Chapter 21
I hadn't bothered to look at the screen.
"I need you and that nitwit to get down here. We've got another body."
I groaned. "Who is it?"
"I don't know. I just got here, and I'm waiting for Brenda.”
Daniels gave the location, and I yanked myself out of bed. I pulled on some clothes, hustled down to the main deck, and banged on the hatch to JD’s stateroom. "Get up. We've got another homicide."
Jack made some kind of noise that sounded partially human.
I listened for commotion, but didn't hear any.
I banged again. "I'm serious. Get up!”
He grunted, and I slipped into the galley and nuked a couple of breakfast burritos.
Jack staggered into the galley moments later, looking like he'd been hit by a tornado. I filled him in on the situation while we shoveled breakfast into our mouths. Then I hustled back upstairs, grabbed my pistol, and holstered it for an appendix carry.
I said goodbye to Buddy on the way out, and we hustled to the parking lot, hopped into the Porsche, and sped across town to the warehouse district. Lights flashed atop patrol cars as they surrounded a dumpster near an abandoned warehouse.
Jack parked the car, and we hopped out and approached the scene. Brenda's van was already there. Paris and her crew pulled up just after we did. Her cameraman hustled to get his rig shouldered and capture a shot.
JD and I caught up with the sheriff.
Dietrich snapped photos of the deceased through the side door in the dumpster.
Brenda snapped on a pair of nitrile gloves, ready to go to work. I'm sure she wasn’t looking forward to climbing into the bin.

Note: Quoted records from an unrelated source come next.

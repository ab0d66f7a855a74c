// SPDX-FileCopyrightText: 2026 Palaver Contributors
// SPDX-License-Identifier: MIT OR Apache-2.0

//! Temp SQLite storage and polling helpers.

use std::future::Future;
use std::sync::Arc;
use std::time::Duration;

use palaver_config::model::StorageConfig;
use palaver_core::types::{DeviceRecord, NewDevice};
use palaver_core::StorageAdapter;
use palaver_storage::SqliteStorage;
use tempfile::TempDir;

/// Initialized SQLite storage in a fresh temp directory.
///
/// Keep the returned [`TempDir`] alive for as long as the storage is used.
pub async fn temp_storage() -> (Arc<dyn StorageAdapter>, TempDir) {
    let dir = TempDir::new().expect("temp dir");
    let path = dir.path().join("palaver-test.db");
    let storage = SqliteStorage::new(StorageConfig {
        database_path: path.to_string_lossy().to_string(),
        wal_mode: true,
    });
    storage.initialize().await.expect("storage initializes");
    (Arc::new(storage), dir)
}

/// Register a device with AI enabled.
pub async fn seed_device(storage: &Arc<dyn StorageAdapter>, session_id: &str) -> DeviceRecord {
    storage
        .create_device(&NewDevice {
            session_id: session_id.to_string(),
            owner_id: "owner-1".to_string(),
            display_name: Some(format!("{session_id} phone")),
            ai_enabled: true,
            business_context: None,
        })
        .await
        .expect("device created")
}

/// Poll `check` every 5ms until it returns true or `timeout` passes.
pub async fn wait_until<F, Fut>(timeout: Duration, mut check: F) -> bool
where
    F: FnMut() -> Fut,
    Fut: Future<Output = bool>,
{
    let deadline = tokio::time::Instant::now() + timeout;
    loop {
        if check().await {
            return true;
        }
        if tokio::time::Instant::now() >= deadline {
            return false;
        }
        tokio::time::sleep(Duration::from_millis(5)).await;
    }
}
// SPDX-FileCopyrightText: 2026 Palaver Contributors
// SPDX-License-Identifier: MIT OR Apache-2.0

//! Mock reply generator with queued outcomes.

use std::collections::VecDeque;

use async_trait::async_trait;
use palaver_core::traits::generator::{ReplyOutcome, ReplyRequest};
use palaver_core::{PalaverError, ReplyGenerator};
use tokio::sync::Mutex;

/// Pops queued outcomes in FIFO order; declines once the queue is empty.
#[derive(Default)]
pub struct MockGenerator {
    outcomes: Mutex<VecDeque<Result<ReplyOutcome, String>>>,
    requests: Mutex<Vec<ReplyRequest>>,
}

impl MockGenerator {
    pub fn new() -> Self {
        Self::default()
    }

    pub fn with_outcomes(outcomes: Vec<ReplyOutcome>) -> Self {
        Self {
            outcomes: Mutex::new(outcomes.into_iter().map(Ok).collect()),
            requests: Mutex::new(Vec::new()),
        }
    }

    pub async fn push_outcome(&self, outcome: ReplyOutcome) {
        self.outcomes.lock().await.push_back(Ok(outcome));
    }

    /// Queue a generator failure.
    pub async fn push_error(&self, message: &str) {
        self.outcomes.lock().await.push_back(Err(message.to_string()));
    }

    /// Every request received so far.
    pub async fn requests(&self) -> Vec<ReplyRequest> {
        self.requests.lock().await.clone()
    }
}

#[async_trait]
impl ReplyGenerator for MockGenerator {
    async fn generate(&self, request: ReplyRequest) -> Result<ReplyOutcome, PalaverError> {
        self.requests.lock().await.push(request);
        match self.outcomes.lock().await.pop_front() {
            Some(Ok(outcome)) => Ok(outcome),
            Some(Err(message)) => Err(PalaverError::Generator { message }),
            None => Ok(ReplyOutcome::decline()),
        }
    }
}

"Who found the body?" I asked.
The sheriff pointed to a homeless guy standing nearby in tattered clothes. “Said he climbed into the dumpster to rummage through it and found the deceased.
"Scared the bejesus out of me," he said, standing within earshot.
He staggered close, and the whiskey on his breath hit us with a sour gust. "I figured I oughta tell somebody.
I went down to that convenience store on the corner of Hibiscus and Industry and told them to call you boys.
I didn't want anybody to think I’d done it.
I don't need that kind of trouble in my life. "
"What's your name, sir?"
"You can call me Hank.”
Hank looked somewhat familiar. I was sure we had talked to him previously about Jesse.
He was in his mid-40s with saggy, puffy blue eyes and a face like the flats of Death Valley. A few of his teeth had gone AWOL. Skinny as a rail, and weathered beyond his years, I figured he'd been on the street for a long time. Probably decades.
Blood stained the gravel and asphalt by the dumpster. It looked like the deceased had been killed outside and moved into the bin. Crusted blood stained the rusted green metal around the side door.
I moved to the dumpster and peered inside. The sour stench of trash, urine, and death twisted my nose.
What I saw in the dumpster knotted my stomach. I clenched my jaw and may have grumbled an expletive or two.
"What's the matter?" Daniels asked.
"That's Shane Dalton's brother, Wade."
Blood stained his shirt. He’d taken one to the chest and another to the forehead.
"Friend of yours?"
"I just met him the other day. Served in the Navy with his brother."
"Got any idea why he's in the dumpster?”